Transparência e sanção
O que garante, então, que os governos estaduais deixarão de conceder benefícios fiscais de forma unilateral no futuro?
A Lei Complementar 160 fixou sanções aos Estados que continuarem com a prática. Pela norma, o ente federado ficará impedido de receber transferências voluntárias; obter garantia de outro ente; e contratar operações de crédito. Isso durante o tempo que os incentivos inconstitucionais perdurarem.
Para a tributarista Tathiane Piscitelli, professora da FGV Direito SP, as sanções – extraídas da Lei de Responsabilidade Fiscal – são um dos grandes avanços da lei. “Mas deve haver fiscalização para serem efetivas. O Ministério da Fazendo e o Tribunal de Contas da União devem controlar”, pondera.
A Lei Complementar 160 ainda estabelece exigências mínimas de transparência para que os incentivos continuem sendo concedidos.
Os Estados deverão publicar todas as normas relativas às isenções, aos incentivos e benefícios fiscais ou financeiro-fiscais registro e depositar no Confaz a documentação que comprova os atos concessivos dos incentivos. Esses documentos serão publicados no Portal Nacional da Transparência Tributária, que será instituído pelo Confaz.
O ente tem liberdade de revogar o incentivo ou reduzi-lo antes do fim desses prazos. Outra novidade é que um Estado poderá aderir aos benefícios concedidos ou prorrogados por outra unidade federada da mesma região, enquanto estiverem vigentes.
Vetos
Apesar de a lei ser fruto de amplo consenso entre os atores políticos, o presidente Michel Temer vetou dois artigos que, segundo o governo, repercutiriam negativamente na arredacadação do governo federal.
O Executivo barrou a tentativa do Congresso de reconhecer os incentivos e benefícios fiscais ou financeiro-fiscais como subvenções para investimento. Com essa caracterização, os benefícios ficariam de fora da base de cálculo do Imposto de Renda e da CSLL. As subvenções para custeio, por sua vez, são tributadas.

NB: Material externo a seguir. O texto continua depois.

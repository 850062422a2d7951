//! Generate seed corpus for fuzzing

use jpkg_rs::{Compression, Encoder, Encryption};
use std::fs::{self, File};

const KEY: [u8; 32] = [0x42; 32];

fn seed(
    dir: &str,
    name: &str,
    compression: Compression,
    encrypt: bool,
    files: &[(&str, Vec<u8>)],
) -> Result<(), Box<dyn std::error::Error>> {
    let path = format!("{}/{}.jpkg", dir, name);
    let mut encoder = Encoder::new(File::create(&path)?)
        .with_name(name)
        .with_compression(compression);
    if encrypt {
        encoder = encoder.with_encryption(Encryption::aes_gcm(&KEY)?);
    }
    for (file, data) in files {
        encoder.add_bytes(file, data.clone(), &serde_json::json!({ "seed": name }))?;
    }
    encoder.encode()?;
    println!("✓ Generated: {}", path);
    Ok(())
}

fn main() -> Result<(), Box<dyn std::error::Error>> {
    let corpus_dir = "fuzz/corpus/fuzz_package_parse";
    fs::create_dir_all(corpus_dir)?;

    println!("Generating seed corpus...");

    seed(corpus_dir, "seed_empty", Compression::None, false, &[])?;
    seed(
        corpus_dir,
        "seed_single_small",
        Compression::None,
        false,
        &[("test.txt", b"Hello, World!".to_vec())],
    )?;
    seed(
        corpus_dir,
        "seed_tree",
        Compression::Lz4,
        false,
        &[
            ("file1.txt", b"First file".to_vec()),
            ("dir/file2.txt", b"Second file".to_vec()),
            ("dir/sub/file3.txt", b"Third file".to_vec()),
        ],
    )?;
    seed(
        corpus_dir,
        "seed_lzw",
        Compression::Lzw,
        false,
        &[("large.txt", b"This is test data for compression. ".repeat(200))],
    )?;
    seed(
        corpus_dir,
        "seed_zstd_encrypted",
        Compression::Zstd,
        true,
        &[("binary.bin", (0..=255).collect()), ("empty.txt", Vec::new())],
    )?;

    println!("\nGenerated 5 seed files in {}", corpus_dir);
    Ok(())
}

O legislativo foi além ao prever que a regra seria aplicada aos processos administrativos e judiciais ainda não definitivamente julgados. Ou seja, seriam derrubadas as exigências contra empresas que não tributaram o benefício.
Na justificativa para o veto, o governo afirma que não foi calculado o impacto orçamentário e financeiro decorrente da renúncia fiscal, o que violaria o artigo 113 do Ato das Disposições Constitucionais Transitórias (ADCT).
Para Tathiane Piscitelli, porém, a previsão não acarretaria em renúncia fiscal. “O governo só estaria reconhecendo a natureza do incentivo”, diz.
Com os vetos, advogados afirmam que perdurará no Judiciário e no Conselho Administrativo de Recursos Fiscais (Carf) a discussão sobre a natureza dos incentivos.